A solution of 19 g indol-3-yl N,N-dibutylglyoxylamide in 350 mL anhydrous dioxane was added, slowly, to 19 g LAH in 350 mL dioxane which was well stirred and held at reflux temperature under an inert atmosphere. After the addition was complete, refluxing was maintained for an additional 16 h, the reaction mixture cooled, and the excess hydride destroyed by the cautious addition of wet dioxane. The formed solids were removed by filtration, washed with hot dioxane, the filtrate and washings combined, dried over anhydrous MgSO4, and the solvent removed under vacuum. The residue was dissolved in anhydrous Et2O and saturated with anhydrous hydrogen chloride. The solids that formed were recrystallized from benzene/methanol to give 12.6 g (64%) of N,N-dibutyltryptamine hydrochloride (DBT) with a mp of 186–188 °C.
EXTENSIONS AND COMMENTARY: The earliest reports that mention any human responses to DBT suggested that with an i.m. injection of 1 mg/kg there was less effect than with DMT or DET. This report was discussed in the commentary on DMT, and it was stated that the dihexyl- homologue dihexyl-homologue (DHT) was without any activity at all. The monohexyl homologue (NHT, see below) has been described as being, “inactive in a few patients,” but has not been systematically studied.
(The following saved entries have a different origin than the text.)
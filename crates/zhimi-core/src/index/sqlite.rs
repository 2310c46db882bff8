//! SQLite-backed chunk store with exact cosine search.

use std::collections::HashMap;
use std::path::Path;
use std::sync::{Arc, Mutex, MutexGuard};

use async_trait::async_trait;
use ordered_float::OrderedFloat;
use rusqlite::{params, Connection};
use tracing::{debug, info};

use crate::error::{ErrorCode, ZhimiError, ZhimiResult};
use crate::traits::{cosine_similarity, normalize, DocumentIndex, Embedder};
use crate::types::{Chunk, ScoredChunk};

const DEFAULT_BATCH_SIZE: usize = 32;

/// Persisted chunk collection. Embeddings are stored unit-length alongside
/// each chunk; search scans every row.
pub struct SqliteChunkIndex {
    conn: Arc<Mutex<Connection>>,
    embedder: Arc<dyn Embedder>,
    batch_size: usize,
}

impl SqliteChunkIndex {
    /// Open (or create) the index at `db_path`. `":memory:"` opens a
    /// private in-memory database.
    pub fn open(db_path: impl AsRef<Path>, embedder: Arc<dyn Embedder>) -> ZhimiResult<Self> {
        let db_path = db_path.as_ref();

        let conn = if db_path.to_str() == Some(":memory:") {
            Connection::open_in_memory()
        } else {
            if let Some(parent) = db_path.parent() {
                if !parent.as_os_str().is_empty() {
                    std::fs::create_dir_all(parent)?;
                }
            }
            Connection::open(db_path)
        }
        .map_err(|e| ZhimiError::Database {
            message: format!("Failed to open chunk index: {}", e),
            code: ErrorCode::DbConnectionFailed,
            source: Some(Box::new(e)),
        })?;

        let index = Self {
            conn: Arc::new(Mutex::new(conn)),
            embedder,
            batch_size: DEFAULT_BATCH_SIZE,
        };
        index.create_table()?;

        Ok(index)
    }

    pub fn in_memory(embedder: Arc<dyn Embedder>) -> ZhimiResult<Self> {
        Self::open(":memory:", embedder)
    }

    /// Texts per embedding request during [`rebuild`](Self::rebuild).
    pub fn with_batch_size(mut self, batch_size: usize) -> Self {
        self.batch_size = batch_size.max(1);
        self
    }

    fn create_table(&self) -> ZhimiResult<()> {
        let conn = self.conn()?;
        conn.execute(
            r#"
            CREATE TABLE IF NOT EXISTS chunks (
                id         TEXT PRIMARY KEY,
                ordinal    INTEGER NOT NULL,
                content    TEXT NOT NULL,
                source     TEXT,
                metadata   TEXT NOT NULL DEFAULT '{}',
                embedding  TEXT NOT NULL
            )
            "#,
            [],
        )?;
        conn.execute(
            "CREATE INDEX IF NOT EXISTS idx_chunks_ordinal ON chunks(ordinal)",
            [],
        )?;
        Ok(())
    }

    /// Replace the whole collection with `chunks`.
    ///
    /// Every chunk is embedded before the table is touched, so a failed
    /// embedding call leaves the previous index intact.
    pub async fn rebuild(&self, chunks: &[Chunk]) -> ZhimiResult<usize> {
        let mut embeddings = Vec::with_capacity(chunks.len());
        for batch in chunks.chunks(self.batch_size) {
            let texts: Vec<String> = batch.iter().map(|c| c.content.clone()).collect();
            let vectors = self.embedder.embed_batch(&texts).await?;
            if vectors.len() != texts.len() {
                return Err(ZhimiError::embedding(format!(
                    "Embedder returned {} vectors for {} texts",
                    vectors.len(),
                    texts.len()
                )));
            }
            embeddings.extend(vectors);
            debug!(done = embeddings.len(), total = chunks.len(), "Embedded batch");
        }

        let mut conn = self.conn()?;
        let tx = conn.transaction()?;
        tx.execute("DELETE FROM chunks", [])?;
        {
            let mut stmt = tx.prepare(
                "INSERT OR REPLACE INTO chunks (id, ordinal, content, source, metadata, embedding)
                 VALUES (?1, ?2, ?3, ?4, ?5, ?6)",
            )?;
            for (ordinal, (chunk, mut vector)) in chunks.iter().zip(embeddings).enumerate() {
                normalize(&mut vector);
                stmt.execute(params![
                    chunk.id,
                    ordinal as i64,
                    chunk.content,
                    chunk.source,
                    serde_json::to_string(&chunk.metadata)?,
                    serde_json::to_string(&vector)?,
                ])?;
            }
        }
        tx.commit()?;

        info!(chunks = chunks.len(), model = self.embedder.model_name(), "Rebuilt chunk index");
        Ok(chunks.len())
    }

    pub fn len(&self) -> ZhimiResult<usize> {
        let conn = self.conn()?;
        let count: i64 = conn.query_row("SELECT COUNT(*) FROM chunks", [], |row| row.get(0))?;
        Ok(count as usize)
    }

    pub fn is_empty(&self) -> ZhimiResult<bool> {
        Ok(self.len()? == 0)
    }

    fn conn(&self) -> ZhimiResult<MutexGuard<'_, Connection>> {
        self.conn
            .lock()
            .map_err(|_| ZhimiError::Internal("chunk index lock poisoned".to_string()))
    }
}

fn row_to_chunk(row: &rusqlite::Row<'_>) -> rusqlite::Result<(Chunk, String)> {
    let metadata: String = row.get(3)?;
    let chunk = Chunk {
        id: row.get(0)?,
        content: row.get(1)?,
        source: row.get(2)?,
        metadata: serde_json::from_str::<HashMap<String, serde_json::Value>>(&metadata)
            .unwrap_or_default(),
    };
    Ok((chunk, row.get(4)?))
}

#[async_trait]
impl DocumentIndex for SqliteChunkIndex {
    async fn chunks(&self) -> ZhimiResult<Vec<Chunk>> {
        let conn = self.conn()?;
        let mut stmt = conn.prepare(
            "SELECT id, content, source, metadata, embedding FROM chunks ORDER BY ordinal",
        )?;
        let chunks = stmt
            .query_map([], row_to_chunk)?
            .map(|row| row.map(|(chunk, _)| chunk))
            .collect::<Result<Vec<_>, _>>()?;
        Ok(chunks)
    }

    async fn similarity_search(&self, query: &str, k: usize) -> ZhimiResult<Vec<ScoredChunk>> {
        if k == 0 {
            return Ok(Vec::new());
        }

        // Embed before taking the lock.
        let mut query_vector = self.embedder.embed(query).await?;
        normalize(&mut query_vector);

        let conn = self.conn()?;
        let mut stmt = conn.prepare(
            "SELECT id, content, source, metadata, embedding FROM chunks ORDER BY ordinal",
        )?;
        let rows = stmt
            .query_map([], row_to_chunk)?
            .collect::<Result<Vec<_>, _>>()?;

        let mut scored = Vec::with_capacity(rows.len());
        for (chunk, embedding) in rows {
            let vector: Vec<f32> = serde_json::from_str(&embedding)?;
            if vector.len() != query_vector.len() {
                return Err(ZhimiError::Index {
                    message: format!(
                        "Query embedding has {} dimensions, index has {}",
                        query_vector.len(),
                        vector.len()
                    ),
                    code: ErrorCode::IdxDimensionMismatch,
                    source: None,
                });
            }
            let score = cosine_similarity(&query_vector, &vector);
            scored.push(ScoredChunk { chunk, score });
        }

        // Stable: equal scores keep index order.
        scored.sort_by_key(|s| std::cmp::Reverse(OrderedFloat(s.score)));
        scored.truncate(k);
        Ok(scored)
    }
}
//! OpenAI-compatible chat provider.

use async_trait::async_trait;
use tracing::{debug, instrument};

use zhimi_core::error::{ZhimiError, ZhimiResult};
use zhimi_core::traits::{GenerationOptions, Llm, LlmConfig, LlmResponse, TokenUsage};
use zhimi_core::types::{Message, MessageRole};

use async_openai::{
    config::OpenAIConfig,
    types::{
        ChatCompletionRequestAssistantMessage, ChatCompletionRequestAssistantMessageContent,
        ChatCompletionRequestMessage, ChatCompletionRequestSystemMessage,
        ChatCompletionRequestSystemMessageContent, ChatCompletionRequestUserMessage,
        ChatCompletionRequestUserMessageContent, CreateChatCompletionRequest,
    },
    Client,
};

/// Chat provider for any endpoint that implements the OpenAI
/// chat-completions API (OpenAI itself, SiliconFlow).
pub struct OpenAIProvider {
    client: Client<OpenAIConfig>,
    config: LlmConfig,
}

impl OpenAIProvider {
    /// Create a provider. The key comes from `config.api_key`, falling back
    /// to `OPENAI_API_KEY`.
    pub fn new(config: LlmConfig) -> ZhimiResult<Self> {
        let api_key = config
            .api_key
            .clone()
            .or_else(|| std::env::var("OPENAI_API_KEY").ok())
            .ok_or_else(|| {
                ZhimiError::Configuration(
                    "API key not found. Set SILICONFLOW_API_KEY or OPENAI_API_KEY, or provide api_key in config.".to_string(),
                )
            })?;

        if config.model.is_empty() {
            return Err(ZhimiError::Configuration(
                "LLM model name must not be empty".to_string(),
            ));
        }

        let openai_config = match config.base_url {
            Some(ref base_url) => OpenAIConfig::new()
                .with_api_key(api_key)
                .with_api_base(base_url),
            None => OpenAIConfig::new().with_api_key(api_key),
        };

        Ok(Self {
            client: Client::with_config(openai_config),
            config,
        })
    }

    /// Endpoint this provider talks to, if not the OpenAI default.
    pub fn base_url(&self) -> Option<&str> {
        self.config.base_url.as_deref()
    }

    fn message_to_openai(msg: &Message) -> ChatCompletionRequestMessage {
        match msg.role {
            MessageRole::System => {
                ChatCompletionRequestMessage::System(ChatCompletionRequestSystemMessage {
                    content: ChatCompletionRequestSystemMessageContent::Text(msg.content.clone()),
                    name: msg.name.clone(),
                })
            }
            MessageRole::Assistant => {
                ChatCompletionRequestMessage::Assistant(ChatCompletionRequestAssistantMessage {
                    content: Some(ChatCompletionRequestAssistantMessageContent::Text(
                        msg.content.clone(),
                    )),
                    name: msg.name.clone(),
                    ..Default::default()
                })
            }
            // Tool output is fed back as user text; no tool-call ids are tracked.
            MessageRole::User | MessageRole::Tool => {
                ChatCompletionRequestMessage::User(ChatCompletionRequestUserMessage {
                    content: ChatCompletionRequestUserMessageContent::Text(msg.content.clone()),
                    name: msg.name.clone(),
                })
            }
        }
    }

    fn build_request(
        &self,
        messages: &[Message],
        options: GenerationOptions,
    ) -> CreateChatCompletionRequest {
        CreateChatCompletionRequest {
            model: self.config.model.clone(),
            messages: messages.iter().map(Self::message_to_openai).collect(),
            temperature: Some(options.temperature.unwrap_or(self.config.temperature)),
            top_p: Some(options.top_p.unwrap_or(self.config.top_p)),
            max_tokens: Some(options.max_tokens.unwrap_or(self.config.max_tokens)),
            ..Default::default()
        }
    }
}

#[async_trait]
impl Llm for OpenAIProvider {
    #[instrument(skip(self, messages, options), fields(model = %self.config.model))]
    async fn generate(
        &self,
        messages: &[Message],
        options: Option<GenerationOptions>,
    ) -> ZhimiResult<LlmResponse> {
        let request = self.build_request(messages, options.unwrap_or_default());

        let response = self.client.chat().create(request).await.map_err(|e| {
            ZhimiError::Llm {
                message: format!("Chat completion request failed: {}", e),
                code: zhimi_core::ErrorCode::LlmConnectionFailed,
                source: Some(Box::new(e)),
            }
        })?;

        let choice = response
            .choices
            .into_iter()
            .next()
            .ok_or_else(|| ZhimiError::llm("No response choices returned"))?;

        let usage = response.usage.map(|u| TokenUsage {
            prompt_tokens: u.prompt_tokens,
            completion_tokens: u.completion_tokens,
            total_tokens: u.total_tokens,
        });
        if let Some(ref usage) = usage {
            debug!(
                prompt_tokens = usage.prompt_tokens,
                completion_tokens = usage.completion_tokens,
                "Chat completion finished"
            );
        }

        Ok(LlmResponse {
            content: choice.message.content,
            usage,
        })
    }

    fn model_name(&self) -> &str {
        &self.config.model
    }
}

#[cfg(test)]
mod tests {
    use super::*;

    fn config() -> LlmConfig {
        LlmConfig {
            model: "Qwen2.5-7B-Instruct".to_string(),
            api_key: Some("sk-test".to_string()),
            base_url: Some("https://api.siliconflow.cn/v1".to_string()),
            ..Default::default()
        }
    }

    #[test]
    fn test_new_with_explicit_key() {
        let llm = OpenAIProvider::new(config()).unwrap();
        assert_eq!(llm.model_name(), "Qwen2.5-7B-Instruct");
        assert_eq!(llm.base_url(), Some("https://api.siliconflow.cn/v1"));
    }

    #[test]
    fn test_empty_model_rejected() {
        let mut config = config();
        config.model.clear();
        assert!(matches!(
            OpenAIProvider::new(config),
            Err(ZhimiError::Configuration(_))
        ));
    }

    #[test]
    fn test_message_roles_map_to_chat_roles() {
        let mapped: Vec<ChatCompletionRequestMessage> = [
            Message::system("你是信息抽取助手"),
            Message::user("我是后端工程师"),
            Message::assistant("好的"),
        ]
        .iter()
        .map(OpenAIProvider::message_to_openai)
        .collect();

        assert!(matches!(mapped[0], ChatCompletionRequestMessage::System(_)));
        assert!(matches!(mapped[1], ChatCompletionRequestMessage::User(_)));
        assert!(matches!(mapped[2], ChatCompletionRequestMessage::Assistant(_)));
    }

    #[test]
    fn test_request_uses_overrides_then_config() {
        let llm = OpenAIProvider::new(config()).unwrap();
        let request = llm.build_request(
            &[Message::user("hi")],
            GenerationOptions {
                temperature: Some(0.0),
                ..Default::default()
            },
        );

        assert_eq!(request.model, "Qwen2.5-7B-Instruct");
        assert_eq!(request.temperature, Some(0.0));
        assert_eq!(request.max_tokens, Some(2000));
        assert_eq!(request.messages.len(), 1);
    }
}
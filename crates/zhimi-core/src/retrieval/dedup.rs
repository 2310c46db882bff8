//! Order-preserving de-duplication.
//!
//! Hybrid retrieval de-duplicates chunk contents by exact text, and the memory
//! merge unions preference lists; both keep the first occurrence of every item
//! and drop later repeats.

use std::collections::HashSet;
use std::hash::Hash;

/// Keep the first occurrence of every key, preserving input order.
pub fn dedup_by_key<T, K, F>(items: impl IntoIterator<Item = T>, mut key: F) -> Vec<T>
where
    K: Eq + Hash,
    F: FnMut(&T) -> K,
{
    let mut seen = HashSet::new();
    items
        .into_iter()
        .filter(|item| seen.insert(key(item)))
        .collect()
}

/// Keep the first occurrence of every string, preserving input order.
pub fn dedup_preserving_order(items: impl IntoIterator<Item = String>) -> Vec<String> {
    dedup_by_key(items, |s| s.clone())
}

#[cfg(test)]
mod tests {
    use super::*;

    fn strings(items: &[&str]) -> Vec<String> {
        items.iter().map(|s| s.to_string()).collect()
    }

    #[test]
    fn test_keeps_first_occurrence() {
        let merged = dedup_preserving_order(strings(&["Go", "Rust", "Python", "Go"]));
        assert_eq!(merged, strings(&["Go", "Rust", "Python"]));
    }

    #[test]
    fn test_empty_and_single() {
        assert!(dedup_preserving_order(Vec::new()).is_empty());
        assert_eq!(dedup_preserving_order(strings(&["x"])), strings(&["x"]));
    }

    #[test]
    fn test_by_key_uses_projection() {
        let pairs = vec![("a", 1), ("b", 2), ("a", 3)];
        let kept = dedup_by_key(pairs, |(name, _)| *name);
        assert_eq!(kept, vec![("a", 1), ("b", 2)]);
    }

    #[test]
    fn test_exact_match_only() {
        // Case and whitespace differences are distinct items.
        let kept = dedup_preserving_order(strings(&["go", "Go", "Go "]));
        assert_eq!(kept.len(), 3);
    }
}
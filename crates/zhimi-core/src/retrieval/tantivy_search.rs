//! Tantivy full-text ranking with BM25 scoring.
//!
//! The ranker is built once from the complete chunk collection into an
//! in-RAM index and is read-only afterwards.

use serde::{Deserialize, Serialize};
use tantivy::collector::TopDocs;
use tantivy::query::QueryParser;
use tantivy::schema::{Field, Schema, Value, STORED, STRING, TEXT};
use tantivy::{Index, IndexReader, IndexWriter, ReloadPolicy, TantivyDocument};
use tracing::debug;

use crate::error::{ZhimiError, ZhimiResult};
use crate::traits::LexicalRanker;
use crate::types::Chunk;

/// Writer heap for the one-shot build.
const WRITER_HEAP_BYTES: usize = 50_000_000;

/// Result from text search with BM25 score.
#[derive(Debug, Clone, Serialize, Deserialize)]
pub struct TextSearchResult {
    /// Chunk that matched.
    pub chunk: Chunk,
    /// BM25 relevance score (unbounded, higher = more relevant).
    pub bm25_score: f32,
}

/// Tantivy-backed lexical ranker over indexed chunks.
pub struct TantivyRanker {
    index: Index,
    reader: IndexReader,
    id_field: Field,
    content_field: Field,
    source_field: Field,
}

impl TantivyRanker {
    /// Build the ranker from every chunk in the document index.
    pub fn build(chunks: &[Chunk]) -> ZhimiResult<Self> {
        let mut schema_builder = Schema::builder();

        // STRING for exact match ID (stored for retrieval)
        let id_field = schema_builder.add_text_field("id", STRING | STORED);
        // TEXT for full-text search on content
        let content_field = schema_builder.add_text_field("content", TEXT | STORED);
        let source_field = schema_builder.add_text_field("source", STRING | STORED);

        let schema = schema_builder.build();
        let index = Index::create_in_ram(schema);

        let mut writer: IndexWriter = index
            .writer_with_num_threads(1, WRITER_HEAP_BYTES)
            .map_err(|e| ZhimiError::index_with_source("Failed to create index writer", e))?;

        for chunk in chunks {
            let mut doc = TantivyDocument::default();
            doc.add_text(id_field, &chunk.id);
            doc.add_text(content_field, &chunk.content);
            if let Some(source) = &chunk.source {
                doc.add_text(source_field, source);
            }
            writer.add_document(doc)?;
        }
        writer.commit()?;

        let reader: IndexReader = index
            .reader_builder()
            .reload_policy(ReloadPolicy::Manual)
            .try_into()
            .map_err(|e| ZhimiError::index_with_source("Failed to create index reader", e))?;
        reader.reload()?;

        debug!(chunks = chunks.len(), "Built BM25 ranker");

        Ok(Self {
            index,
            reader,
            id_field,
            content_field,
            source_field,
        })
    }

    /// Search chunk content, best BM25 score first.
    ///
    /// Query syntax errors are tolerated: whatever parses is searched.
    pub fn search(&self, query: &str, limit: usize) -> ZhimiResult<Vec<TextSearchResult>> {
        if limit == 0 || query.trim().is_empty() {
            return Ok(vec![]);
        }

        let parser = QueryParser::for_index(&self.index, vec![self.content_field]);
        let (parsed, errors) = parser.parse_query_lenient(query);
        if !errors.is_empty() {
            debug!(?errors, "Lenient query parse dropped clauses");
        }

        let searcher = self.reader.searcher();
        let top_docs = searcher.search(parsed.as_ref(), &TopDocs::with_limit(limit))?;

        let mut results = Vec::with_capacity(top_docs.len());
        for (score, address) in top_docs {
            let doc: TantivyDocument = searcher.doc(address)?;
            let text = |field: Field| {
                doc.get_first(field)
                    .and_then(|v| v.as_str())
                    .map(str::to_string)
            };
            let (Some(id), Some(content)) = (text(self.id_field), text(self.content_field)) else {
                continue;
            };
            results.push(TextSearchResult {
                chunk: Chunk {
                    id,
                    content,
                    source: text(self.source_field),
                    metadata: Default::default(),
                },
                bm25_score: score,
            });
        }

        Ok(results)
    }

    /// Get the number of indexed documents.
    pub fn num_docs(&self) -> u64 {
        self.reader.searcher().num_docs()
    }
}

impl LexicalRanker for TantivyRanker {
    fn top_k(&self, query: &str, k: usize) -> ZhimiResult<Vec<Chunk>> {
        Ok(self
            .search(query, k)?
            .into_iter()
            .map(|r| r.chunk)
            .collect())
    }
}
What kinds of homologues of DMT can exist out there on that tryptamine nitrogen? Methyls, ethyls, propyls, butyls? These are already part of this story, known as DMT, DET, DPT and DBT. The diisobutyl analogue of DBT may best be called DIBT and it comes from indo-3-yl-N,N-diisobutylglyoxylamide indol-3-yl-N,N-diisobutylglyoxylamide and LAH in a manner parallel to the DBT procedure given above. The HCl salt has a mp of 202–204 °C. The pairs of alkyl groups can go on and on forever, but the activity seems to drop off as they get longer. How about a pair of 5-carbon chains? Diamyltryptamine? DAT? I certainly can’t use the alternate name dipentyltryptamine, as that would be in conflict with DPT which has already established a prior claim for use with dipropyltryptamine. And there is still some possible ambiguity in that there is one mention in the literature that N,N-diallyltryptamine is active, but neither dosage nor route was mentioned. Maybe it should be DALT. For carbon chains that are 7-carbons long, there can only be DST for diseptyltryptamine. The synonymous diheptyltryptamine would require DHT, and this has already been usurped by the 6-carbon job, dihexyltryptamine.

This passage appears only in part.